Dutch law provides for a wide range of material and procedural opportunities to file collective actions. Such actions are not restricted to a specific group, but are open to all kinds of groups, such as shareholders, consumers, off takers of products or groups campaigning for a certain cause such as the environment. Collective actions in the Netherlands are usually brought on the basis of tort, but occasionally also on the basis of a breach of contract.

The Netherlands is well-known for its cross-border mass claim litigation, notably in respect of injured shareholders and cartel claims. The reasons for the forum’s popularity are mainly the expediency of proceedings, the professionalism and the relatively low process costs. On top of this, aggrieved parties have several options when it comes to claiming damages via the bundling of claims.

First, these parties can assign their debt to a claim vehicle or appoint a representative ad litem. This occurs frequently in cartel damages claims and is usually funded by litigation funders.

Secondly, a foundation or association can seek redress for a large class or large classes of damaged parties in a so-called representative action. It is not necessary for the damaged parties to "opt-in", as long as the articles of the foundation or association expressly promote the interests of those damaged parties.
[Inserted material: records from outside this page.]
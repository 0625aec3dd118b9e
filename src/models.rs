//! Data types and associated functions and methods

use serde::{Deserialize, Deserializer, Serialize};
use std::collections::BTreeMap;

/// One chart entry, as read from a row of the dataset.
#[derive(Clone, Debug, Deserialize, PartialEq)]
pub struct Song {
    /// Song title
    pub title: String,
    /// Artist or channel name
    pub channel: String,
    /// Publication date
    pub published: String,
    /// Number of views
    pub views: u64,
    /// Number of likes
    pub likes: u64,
    /// Number of comments
    pub comments: u64,
}

impl Song {
    /// Return a new Song.
    pub fn new(
        title: &str,
        channel: &str,
        published: &str,
        views: u64,
        likes: u64,
        comments: u64,
    ) -> Self {
        Song {
            title: title.to_string(),
            channel: channel.to_string(),
            published: published.to_string(),
            views,
            likes,
            comments,
        }
    }
}

/// A song as listed by the top-N and pagination endpoints.
#[derive(Clone, Debug, PartialEq, Serialize)]
pub struct SongEntry {
    pub title: String,
    pub channel: String,
    pub views: u64,
    pub likes: u64,
    pub comments: u64,
}

impl From<&Song> for SongEntry {
    fn from(song: &Song) -> Self {
        SongEntry {
            title: song.title.clone(),
            channel: song.channel.clone(),
            views: song.views,
            likes: song.likes,
            comments: song.comments,
        }
    }
}

/// A song within an artist's listing. The channel is implied.
#[derive(Clone, Debug, PartialEq, Serialize)]
pub struct ArtistSong {
    pub title: String,
    pub views: u64,
    pub likes: u64,
    pub comments: u64,
}

impl From<&Song> for ArtistSong {
    fn from(song: &Song) -> Self {
        ArtistSong {
            title: song.title.clone(),
            views: song.views,
            likes: song.likes,
            comments: song.comments,
        }
    }
}

/// A song together with its engagement rate.
#[derive(Clone, Debug, PartialEq, Serialize)]
pub struct EngagedSong {
    pub title: String,
    pub channel: String,
    pub views: u64,
    pub likes: u64,
    pub comments: u64,
    /// `(likes + comments) / views * 100`, rounded to 2 decimal places
    pub engagement_rate: f64,
}

/// Earliest and latest publication dates.
#[derive(Clone, Debug, PartialEq, Serialize)]
pub struct DateRange {
    pub earliest: String,
    pub latest: String,
}

#[derive(Clone, Debug, PartialEq, Serialize)]
pub struct DatasetOverview {
    pub total_songs: usize,
    pub date_range: DateRange,
}

/// Statistics of the views column.
#[derive(Clone, Debug, PartialEq, Serialize)]
pub struct ViewsStatistics {
    pub total: u64,
    pub mean: u64,
    pub median: u64,
    pub std_dev: u64,
    pub min: u64,
    pub max: u64,
}

/// Statistics of the likes and comments columns.
#[derive(Clone, Debug, PartialEq, Serialize)]
pub struct CountStatistics {
    pub total: u64,
    pub mean: u64,
    pub median: u64,
}

/// The most viewed song.
#[derive(Clone, Debug, PartialEq, Serialize)]
pub struct TopSong {
    pub title: String,
    pub channel: String,
    pub views: u64,
}

/// Response of the dataset summary operation.
#[derive(Clone, Debug, PartialEq, Serialize)]
pub struct Summary {
    pub dataset_overview: DatasetOverview,
    pub views_statistics: ViewsStatistics,
    pub likes_statistics: CountStatistics,
    pub comments_statistics: CountStatistics,
    pub top_song: TopSong,
    pub unique_artists: usize,
}

/// Response of the top-N operation.
#[derive(Clone, Debug, PartialEq, Serialize)]
pub struct TopSongs {
    pub count: usize,
    pub songs: Vec<SongEntry>,
}

/// Response of the artist statistics operation.
#[derive(Clone, Debug, PartialEq, Serialize)]
pub struct ArtistStats {
    /// Artist name as queried
    pub artist: String,
    pub songs_count: usize,
    pub total_views: u64,
    pub total_likes: u64,
    pub total_comments: u64,
    pub avg_views_per_song: u64,
    pub avg_likes_per_song: u64,
    pub avg_comments_per_song: u64,
    pub songs: Vec<ArtistSong>,
}

/// Response of the engagement operation.
#[derive(Clone, Debug, PartialEq, Serialize)]
pub struct Engagement {
    pub description: &'static str,
    pub average_engagement_rate: f64,
    /// Songs with zero views, which have no engagement rate
    pub excluded_songs: usize,
    pub top_engaged_songs: Vec<EngagedSong>,
}

/// Response of the song listing operation.
#[derive(Clone, Debug, PartialEq, Serialize)]
pub struct SongPage {
    pub page: i64,
    pub per_page: i64,
    pub total_songs: usize,
    pub total_pages: usize,
    pub songs: Vec<SongEntry>,
}

/// Query string of the song listing endpoint.
///
/// Values that are not integers take their default, as does a `per_page` below 1.
#[derive(Clone, Debug, Deserialize, PartialEq)]
pub struct Pagination {
    /// 1-indexed page number
    #[serde(default = "default_page", deserialize_with = "page_or_default")]
    pub page: i64,
    /// Number of songs per page, clamped to [crate::operations::MAX_PER_PAGE]
    #[serde(default = "default_per_page", deserialize_with = "per_page_or_default")]
    pub per_page: i64,
}

impl Default for Pagination {
    fn default() -> Self {
        Pagination {
            page: default_page(),
            per_page: default_per_page(),
        }
    }
}

fn default_page() -> i64 {
    1
}

/// Page size used when none, or a size below 1, is requested.
pub fn default_per_page() -> i64 {
    20
}

/// Parse a query value as an integer, or `None` if it is not one.
fn integer<'de, D>(deserializer: D) -> Result<Option<i64>, D::Error>
where
    D: Deserializer<'de>,
{
    let value = String::deserialize(deserializer)?;
    Ok(value.trim().parse().ok())
}

fn page_or_default<'de, D>(deserializer: D) -> Result<i64, D::Error>
where
    D: Deserializer<'de>,
{
    Ok(integer(deserializer)?.unwrap_or_else(default_page))
}

fn per_page_or_default<'de, D>(deserializer: D) -> Result<i64, D::Error>
where
    D: Deserializer<'de>,
{
    Ok(integer(deserializer)?
        .filter(|&per_page| per_page >= 1)
        .unwrap_or_else(default_per_page))
}

/// Response of the health endpoint.
#[derive(Clone, Debug, PartialEq, Serialize)]
pub struct Health {
    pub status: &'static str,
    /// RFC 3339 time of the check
    pub timestamp: String,
    pub data_loaded: bool,
}

#[derive(Clone, Debug, PartialEq, Serialize)]
pub struct DatasetInfo {
    pub total_songs: usize,
    pub columns: Vec<String>,
}

/// Response of the API root: endpoint documentation and dataset metadata.
#[derive(Clone, Debug, PartialEq, Serialize)]
pub struct ApiIndex {
    pub message: &'static str,
    pub endpoints: BTreeMap<&'static str, &'static str>,
    pub dataset_info: DatasetInfo,
}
For now (but this is likely to change in the near future), the claiming foundation or association in a representative action can only seek a declaratory judgment as to whether as a general matter the defendant is liable towards the class or classes of aggrieved parties, and thus cannot seek damages. After such declaratory judgment, aggrieved individuals, either individually or jointly, may seek damages through settlement or by commencing additional proceedings on an individual basis. Individuals have the opportunity to "opt-out" from the representative action, even after a judgment is rendered.
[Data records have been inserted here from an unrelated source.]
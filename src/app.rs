//! HTTP API: routes and request handlers.

use crate::app_state::{AppState, SharedAppState};
use crate::cli::CommandLineArgs;
use crate::error::ChartStatsError;
use crate::metrics;
use crate::models::{self, Pagination};
use crate::operation::Operation;
use crate::operations;

use std::collections::BTreeMap;
use std::sync::Arc;

use axum::{
    extract::{
        rejection::{PathRejection, QueryRejection},
        Path, Query, State,
    },
    http::Uri,
    response::Html,
    routing::get,
    Json, Router,
};
use time::format_description::well_known::Rfc3339;
use time::OffsetDateTime;
use tower::{Layer, ServiceBuilder};
use tower_http::cors::CorsLayer;
use tower_http::normalize_path::{NormalizePath, NormalizePathLayer};
use tower_http::trace::TraceLayer;
use tracing::{debug, warn};

/// Chartstats Service type alias
///
/// This type implements [tower::Service].
pub type Service = NormalizePath<Router>;

/// Returns a [crate::app::Service] with all routes and the table loaded from the configured
/// data file.
///
/// # Arguments
///
/// * `args`: Command line arguments
pub fn service(args: &CommandLineArgs) -> Service {
    let state = Arc::new(AppState::new(args));
    service_with_state(state)
}

/// Returns a [crate::app::Service] over existing application state.
///
/// The service normalises trailing slashes before routing.
pub fn service_with_state(state: SharedAppState) -> Service {
    NormalizePathLayer::trim_trailing_slash().layer(router(state))
}

/// Returns a [axum::Router] with all routes.
pub fn router(state: SharedAppState) -> Router {
    Router::new()
        .route("/", get(index))
        .route("/health", get(health))
        .route("/dashboard", get(dashboard))
        .route("/metrics", get(metrics::metrics_handler))
        .route("/songs", get(list_songs))
        .route("/stats/summary", get(summary))
        .route("/stats/top", get(top_default))
        .route("/stats/top/:n", get(top))
        .route("/stats/artist/:name", get(artist))
        .route("/stats/engagement", get(engagement))
        .fallback(not_found)
        .with_state(state)
        .layer(
            ServiceBuilder::new()
                .layer(
                    TraceLayer::new_for_http()
                        .on_request(metrics::request_counter)
                        .on_response(metrics::record_response_metrics),
                )
                .layer(CorsLayer::permissive()),
        )
}

/// Execute an operation against the shared table.
fn run<T: Operation>(
    state: &AppState,
    params: T::Params,
) -> Result<Json<T::Output>, ChartStatsError> {
    let span = tracing::debug_span!("query", operation = T::NAME, params = ?params);
    let _enter = span.enter();
    T::execute(&state.table, params).map(Json)
}

/// API documentation and dataset metadata
async fn index(State(state): State<SharedAppState>) -> Json<models::ApiIndex> {
    let endpoints = BTreeMap::from([
        ("GET /stats/summary", "Overall dataset statistics"),
        ("GET /stats/top/<n>", "Top N songs by views (default 10)"),
        ("GET /stats/artist/<artist_name>", "Stats for specific artist"),
        ("GET /stats/engagement", "Engagement rate analysis"),
        ("GET /songs", "List all songs with pagination"),
        ("GET /health", "Health check"),
        ("GET /dashboard", "Dashboard page"),
        ("GET /metrics", "Prometheus metrics"),
    ]);
    Json(models::ApiIndex {
        message: "Music Analytics API - Billboard Hot 100 2024",
        endpoints,
        dataset_info: models::DatasetInfo {
            total_songs: state.table.len(),
            columns: state.table.columns().to_vec(),
        },
    })
}

/// Format a time as RFC 3339, falling back to seconds since the Unix epoch.
fn timestamp(time: OffsetDateTime) -> String {
    time.format(&Rfc3339).unwrap_or_else(|err| {
        warn!("Failed to format {} as RFC 3339: {}", time, err);
        time.unix_timestamp().to_string()
    })
}

async fn health(State(state): State<SharedAppState>) -> Json<models::Health> {
    Json(models::Health {
        status: "healthy",
        timestamp: timestamp(OffsetDateTime::now_utc()),
        data_loaded: !state.table.is_empty(),
    })
}

async fn dashboard(
    State(state): State<SharedAppState>,
) -> Result<Html<String>, ChartStatsError> {
    let path = &state.args.dashboard_file;
    tokio::fs::read_to_string(path)
        .await
        .map(Html)
        .map_err(|source| ChartStatsError::DashboardUnavailable {
            path: path.clone(),
            source,
        })
}

async fn summary(
    State(state): State<SharedAppState>,
) -> Result<Json<models::Summary>, ChartStatsError> {
    run::<operations::Summary>(&state, ())
}

async fn top_default(
    State(state): State<SharedAppState>,
) -> Result<Json<models::TopSongs>, ChartStatsError> {
    run::<operations::TopN>(&state, operations::DEFAULT_TOP_N)
}

async fn top(
    State(state): State<SharedAppState>,
    n: Result<Path<i64>, PathRejection>,
) -> Result<Json<models::TopSongs>, ChartStatsError> {
    let Path(n) = n?;
    run::<operations::TopN>(&state, n)
}

async fn artist(
    State(state): State<SharedAppState>,
    name: Result<Path<String>, PathRejection>,
) -> Result<Json<models::ArtistStats>, ChartStatsError> {
    let Path(name) = name?;
    run::<operations::ArtistStats>(&state, name)
}

async fn engagement(
    State(state): State<SharedAppState>,
) -> Result<Json<models::Engagement>, ChartStatsError> {
    run::<operations::Engagement>(&state, ())
}

/// Song listing. Query parameters that cannot be read fall back to their defaults.
async fn list_songs(
    State(state): State<SharedAppState>,
    query: Result<Query<Pagination>, QueryRejection>,
) -> Result<Json<models::SongPage>, ChartStatsError> {
    let pagination = match query {
        Ok(Query(pagination)) => pagination,
        Err(rejection) => {
            debug!("Ignoring song listing query: {}", rejection);
            Pagination::default()
        }
    };
    run::<operations::ListSongs>(&state, pagination)
}

async fn not_found(uri: Uri) -> ChartStatsError {
    ChartStatsError::RouteNotFound {
        path: uri.path().to_string(),
    }
}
Thirdly, Dutch law provides for collective settlement by the Amsterdam Court of Appeals on the basis of the Mass Claims Settlement Act (WCAM). The WCAM, is considered to be a highly innovative piece of legislation, pursuant to which out-of-court settlements may be certified by the Amsterdam Court of Appeals. The Court can declare the settlement binding upon all parties represented by the representative body, with the option for these parties to opt-out within a limited period of time. What is unique and radical about the WCAM is that it allows for a global settlement to be declared binding and Dutch courts have so far shown very little reluctance to accept jurisdiction in international settlement matters, making it of interest to foreign shareholders.
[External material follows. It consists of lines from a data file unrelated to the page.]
//! Prometheus metrics

use axum::{body::Body, extract::MatchedPath, http::Request, response::Response};
use lazy_static::lazy_static;
use prometheus::{
    self, Encoder, HistogramOpts, HistogramVec, IntCounterVec, IntGauge, Opts, Registry,
};
use tracing::Span;

lazy_static! {
    // Registry for holding metric state
    pub static ref REGISTRY: Registry = Registry::new();
    // Request counter by method and route
    pub static ref INCOMING_REQUESTS: IntCounterVec = IntCounterVec::new(
        Opts::new("incoming_requests", "The number of HTTP requests received"),
        &["http_method", "route"]
    ).unwrap();
    // Request counter by status code
    pub static ref RESPONSE_CODE_COLLECTOR: IntCounterVec = IntCounterVec::new(
        Opts::new("outgoing_response", "The number of responses sent."),
        &["status_code"]
    ).unwrap();
    // Request histogram by response time
    pub static ref RESPONSE_TIME_COLLECTOR: HistogramVec = HistogramVec::new(
        HistogramOpts{
            common_opts: Opts::new("response_time", "The time taken to respond to each request"),
            buckets: prometheus::DEFAULT_BUCKETS.to_vec(), // Change buckets here if desired
        },
        &[],
    ).unwrap();
    // Size of the loaded dataset
    pub static ref DATASET_SONGS: IntGauge = IntGauge::new(
        "dataset_songs", "The number of songs loaded from the dataset"
    ).unwrap();
}

pub fn register_metrics() {
    REGISTRY
        .register(Box::new(INCOMING_REQUESTS.clone()))
        .unwrap();
    REGISTRY
        .register(Box::new(RESPONSE_CODE_COLLECTOR.clone()))
        .unwrap();
    REGISTRY
        .register(Box::new(RESPONSE_TIME_COLLECTOR.clone()))
        .unwrap();
    REGISTRY.register(Box::new(DATASET_SONGS.clone())).unwrap();
}

pub async fn metrics_handler() -> String {
    let encoder = prometheus::TextEncoder::new();
    let mut buffer = Vec::new();

    if let Err(err) = encoder.encode(&REGISTRY.gather(), &mut buffer) {
        tracing::error!("Failed to encode metrics: {}", err);
    }

    String::from_utf8_lossy(&buffer).into_owned()
}

/// Route template of a request, e.g. `/stats/top/:n`, or `unmatched` if no route matched.
fn route_label(request: &Request<Body>) -> &str {
    request
        .extensions()
        .get::<MatchedPath>()
        .map(MatchedPath::as_str)
        .unwrap_or("unmatched")
}

/// Increments the prometheus counter on all incoming requests, labelled by http method and
/// route
pub fn request_counter(request: &Request<Body>, _span: &Span) {
    INCOMING_REQUESTS
        .with_label_values(&[
            &request.method().to_string().to_ascii_uppercase(),
            route_label(request),
        ])
        .inc();
}

/// Increment the prometheus counter on all outgoing responses, labelled by status code
pub fn record_response_metrics<B>(
    response: &Response<B>,
    latency: std::time::Duration,
    _span: &Span,
) {
    RESPONSE_CODE_COLLECTOR
        .with_label_values(&[response.status().as_str()])
        .inc();

    RESPONSE_TIME_COLLECTOR
        .with_label_values(&[])
        .observe(latency.as_secs_f64());
}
Recently, a draft bill on mass damages in collective actions was presented, which has not yet been adopted by Parliament. The bill, if adopted, will abolish the prohibition on seeking damages. This introduces the opportunity for a “classic collective action”, ie a collective action in which damages can be claimed on behalf of a class of aggrieved parties. Simultaneously, the proposal introduces more stringent admissibility requirements for representative bodies, in order to safeguard the interests of both those represented and the defendants in a collective action. These requirements mostly relate to the question of how representative the body is and whether it meets governance standards (the latter also in relation to third party litigation funding). Where multiple representative bodies wish to claim in relation to the same factual events, the Court will, under this new bill, appoint the most suitable body to represent all aggrieved individuals. After this appointment, these individuals have the option to opt-out. If they do not opt-out a judgment will be binding on them as there is only one opt-out moment. On the other hand, if too many individuals opt-out, the judge is allowed to take steps to end the proceedings, after which those who have opted out can only start individual proceedings. Furthermore, a scope rule is to be introduced to limit the possibility of seeking collective redress to situations that are closely tied to the Dutch jurisdiction, even if the Dutch courts have jurisdiction on the basis of European Union law. This admissibility rule could limit the options for parties outside the Netherlands to address Dutch courts in order to seek collective redress. However, if one of the defendants resides in the Netherlands a "close tie" with the Netherlands is assumed. Consequently, the practice of using “anchor defendants” remains untouched. Lastly, the proposal appoints the District Court of Amsterdam as the exclusive Court in the Netherlands to handle collective actions.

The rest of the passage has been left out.